Many of us, particularly those of us in technology-facing roles, can recite by heart the by-now familiar sales pitches offering pre-packaged solutions to enterprise data issues. But, hidden deep within the avalanche of hyperbolic AI-centric sales and marketing ‘solutions’ to contemporary problems of data and information management, is a gold nugget.

As you sit through yet another pitch for a data-lake solution playing imaginary AI bingo, checking off innovation, insight, automation and of course analytics, along with the anecdotes describing projects that took days, not months, you could certainly say to yourself that this is exactly what everyone else is doing. Surely there’s safety in numbers and surely the latest industry benchmark says exactly that? However, given the price of most packaged solutions: handing over huge amounts of your data; committing thousands of hours of subject matter expertise to annotate and tokenize data that the vendor won't understand, not to mention a crater in your tech budget, the price of going it alone might be lower than you think.

There is a another way.

When I first heard the word ontology, I immediately wondered how Plato’s ontological dualism could have anything to do with data modeling and why it is so important in tackling many of today’s challenges in managing information. While the subject is vast, and certainly deserves more explanation than I can cram into a paragraph, the most important thing to know is that an Ontology’s primary purpose is simply to represent knowledge within a domain. A representative semantic model (which is basically what an Ontology can be described as) is intended to convey shared understanding within the domain, often via the implementation of a knowledge graph, such as a triple store. An Ontology emphasizes the relationships and meaning of those relationships between concepts (or ‘classes’ using Ontology parlance) within your business. While traditional data modeling has concerned itself primarily with the capture and retrieval of data, an Ontology concerns itself with a shared understanding of what that data means.

Before embarking on the AI-journey, particularly the application of natural language processing and machine learning across unstructured data, it’s critical to ensure you understand and document your domain. Committing to an enterprise Ontology forces organizations to do precisely this. While relational data modeling requires conceptual, logical and physical models along with a deep data dictionary and glossary to facilitate business understanding, a semantic data model integrates all of those into the Ontology. Whether you decide to stick fastidiously to OWL, venture into SHACL or tinker with SKOS, the flexibility and power offered by linked data, using open standards and a handful of (often open-source) tools, is immense.

However, making the leap from the relational world of data management and governance, to semantic modeling and linked data, can be surprisingly inflammatory. You may meet resistance within your technology organization from people who have spent decades honing their skills on Oracle, DB2 or any number of well-established solutions. Dogma and intransigent positions on how data should be captured and represented are common in large organizations.
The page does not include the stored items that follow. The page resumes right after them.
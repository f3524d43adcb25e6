//! Shared fixtures for integration tests
//!
//! Every service built here uses the offline hashing embedder and a store
//! inside a temporary directory, so tests need no network and never share
//! state.

#![allow(dead_code)]

use rag_mcp::domain::models::{Config, EmbeddingBackend};
use rag_mcp::infrastructure::setup::build_rag_service;
use rag_mcp::RagService;
use std::path::{Path, PathBuf};
use tempfile::TempDir;

/// Model input limit used by [`test_config`].
pub const TEST_MAX_INPUT_TOKENS: usize = 256;

/// Create a temporary directory for test isolation
pub fn temp_dir() -> TempDir {
    tempfile::tempdir().expect("Failed to create temp dir")
}

/// Config with the hashing backend and a store under `dir`.
pub fn test_config(dir: &Path) -> Config {
    let mut config = Config::default();
    config.database.path = dir.join("rag_db").display().to_string();
    config.embedding.backend = EmbeddingBackend::Hashing;
    config.embedding.dimensions = 256;
    config.embedding.max_input_tokens = Some(TEST_MAX_INPUT_TOKENS);
    config
}

/// A fresh service whose store lives in `dir`.
pub async fn test_service(dir: &Path) -> RagService {
    build_rag_service(&test_config(dir))
        .await
        .expect("Failed to build test service")
}

/// Write `contents` to `dir/name` and return the path.
pub fn write_file(dir: &Path, name: &str, contents: &str) -> PathBuf {
    let path = dir.join(name);
    std::fs::write(&path, contents).expect("Failed to write fixture");
    path
}

/// Initialize tracing output captured by the test harness.
pub fn setup_test_logging() {
    let _ = tracing_subscriber::fmt()
        .with_test_writer()
        .with_max_level(tracing::Level::DEBUG)
        .try_init();
}
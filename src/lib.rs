//! rag-mcp - Minimal retrieval-augmented generation utility
//!
//! Ingests plain text, splits it into overlapping token windows, embeds each
//! window and stores it in a SQLite-backed vector store. Stored chunks are
//! retrieved by embedding similarity, from the CLI or as MCP tools.
//!
//! # Architecture
//!
//! This crate follows Clean Architecture / Hexagonal Architecture principles:
//!
//! - **Domain Layer** (`domain`): Models, errors and ports
//! - **Service Layer** (`services`): The ingest/query orchestrator
//! - **Infrastructure Layer** (`infrastructure`): Chunker, embedding models,
//!   vector store, config and logging
//! - **Adapters** (`adapters`): SQLite plumbing and the MCP stdio server
//! - **CLI Layer** (`cli`): Command-line interface
//!
//! # Example
//!
//! ```ignore
//! use rag_mcp::domain::models::{Config, IngestOptions, Source};
//! use rag_mcp::infrastructure::setup::build_rag_service;
//!
//! #[tokio::main]
//! async fn main() -> anyhow::Result<()> {
//!     let service = build_rag_service(&Config::default()).await?;
//!     service.ingest(Source::literal("Rust has no garbage collector."), &IngestOptions::default()).await?;
//!     for hit in service.query("garbage collection", 3).await? {
//!         println!("{} {}", hit.formatted_distance(), hit.document);
//!     }
//!     Ok(())
//! }
//! ```

pub mod adapters;
pub mod cli;
pub mod domain;
pub mod infrastructure;
pub mod services;

// Re-export commonly used types for convenience
pub use domain::models::{
    BatchIngestReport, ChunkMetadata, Config, IngestOptions, IngestReport, QueryResult, Source,
};
pub use domain::ports::{EmbeddingModel, TextExtractor, VectorStore};
pub use domain::{RagError, RagResult};
pub use infrastructure::config::{ConfigError, ConfigLoader};
pub use infrastructure::setup::build_rag_service;
pub use services::RagService;
//! Document text extraction

pub mod document_processor;

pub use document_processor::DocumentProcessor;
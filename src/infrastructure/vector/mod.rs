//! Vector infrastructure components
//!
//! Text chunking, embedding models and vector storage for retrieval.

pub mod bert_model;
pub mod chunker;
pub mod hashing_model;
pub mod vector_store;

pub use bert_model::{BertEmbeddingModel, DEFAULT_MODEL_REPO};
pub use chunker::{token_windows, TextChunker, TokenChunk};
pub use hashing_model::HashingEmbeddingModel;
pub use vector_store::SqliteVectorStore;
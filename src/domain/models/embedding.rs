//! Embedding and retrieval domain models
//!
//! Scalar metadata maps persisted next to each vector, the records returned by
//! a similarity search and the ranked results handed back to callers.

use super::chunking::ChunkMetadata;
use serde::{Deserialize, Serialize};
use std::collections::BTreeMap;
use std::fmt;

/// Embedding backends that can be wired into the pipeline.
#[derive(Debug, Clone, Copy, PartialEq, Eq, Serialize, Deserialize, Default)]
#[serde(rename_all = "snake_case")]
pub enum EmbeddingBackend {
    /// Sentence-transformers BERT model run locally with candle
    #[default]
    Bert,

    /// Deterministic feature-hashing model, no download required
    Hashing,
}

impl EmbeddingBackend {
    pub fn as_str(&self) -> &'static str {
        match self {
            Self::Bert => "bert",
            Self::Hashing => "hashing",
        }
    }
}

impl fmt::Display for EmbeddingBackend {
    fn fmt(&self, f: &mut fmt::Formatter<'_>) -> fmt::Result {
        f.write_str(self.as_str())
    }
}

impl std::str::FromStr for EmbeddingBackend {
    type Err = String;

    fn from_str(s: &str) -> Result<Self, Self::Err> {
        match s.to_lowercase().as_str() {
            "bert" => Ok(Self::Bert),
            "hashing" => Ok(Self::Hashing),
            other => Err(format!("unknown embedding backend: {other}")),
        }
    }
}

/// A scalar metadata value. The store accepts nothing nested.
#[derive(Debug, Clone, PartialEq, Serialize, Deserialize)]
#[serde(untagged)]
pub enum MetadataValue {
    Bool(bool),
    Int(i64),
    Float(f64),
    String(String),
}

impl MetadataValue {
    /// Render without quoting, the way it is shown to users.
    pub fn to_display_string(&self) -> String {
        match self {
            Self::Bool(b) => b.to_string(),
            Self::Int(i) => i.to_string(),
            Self::Float(f) => f.to_string(),
            Self::String(s) => s.clone(),
        }
    }
}

impl From<&str> for MetadataValue {
    fn from(value: &str) -> Self {
        Self::String(value.to_string())
    }
}

impl From<String> for MetadataValue {
    fn from(value: String) -> Self {
        Self::String(value)
    }
}

impl From<i64> for MetadataValue {
    fn from(value: i64) -> Self {
        Self::Int(value)
    }
}

impl From<bool> for MetadataValue {
    fn from(value: bool) -> Self {
        Self::Bool(value)
    }
}

/// Scalar-only metadata map stored with each record.
pub type Metadata = BTreeMap<String, MetadataValue>;

/// A record returned by a similarity search, nearest first.
#[derive(Debug, Clone, PartialEq, Serialize, Deserialize)]
pub struct ScoredRecord {
    pub id: String,
    pub document: String,
    pub metadata: Metadata,

    /// Distance to the query vector (lower is better, 0 = identical)
    pub distance: f32,
}

/// A ranked query result.
#[derive(Debug, Clone, PartialEq, Serialize, Deserialize)]
pub struct QueryResult {
    /// 1-based position in store order
    pub rank: usize,
    pub document: String,
    pub metadata: ChunkMetadata,
    pub distance: f32,
}

impl QueryResult {
    pub fn from_record(rank: usize, record: ScoredRecord) -> Self {
        Self {
            rank,
            metadata: ChunkMetadata::from_metadata(&record.metadata),
            document: record.document,
            distance: record.distance,
        }
    }

    /// Distance rendered with four decimals.
    pub fn formatted_distance(&self) -> String {
        format!("{:.4}", self.distance)
    }
}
Even when you’ve piqued their intellectual curiosity, skepticism within your executive management could be a navigational challenge and not for the faint-of-heart, especially in a space crammed with shiny objects and dazzling buzzwords all fighting for investment dollars. But there are plenty of reasons to persevere. One good reason is the open nature of OWL. Another is that big-box packaged solutions may not adequately address problems that are unique to your organization.

The advantages of semantic data models and the use of triple-stores (or indeed other types of graphs) are well documented, but the two most obvious reasons are linked data and using inference (or reasoning). A simple example might be, if you know Sally works for Innovation Inc., and Innovation Inc. is located in New York, then you can infer that Sally works in New York. If we add information that Sally works remotely and lives in Vermont, we can infer that she actually works in Vermont and that Innovation Inc. has employees in Vermont.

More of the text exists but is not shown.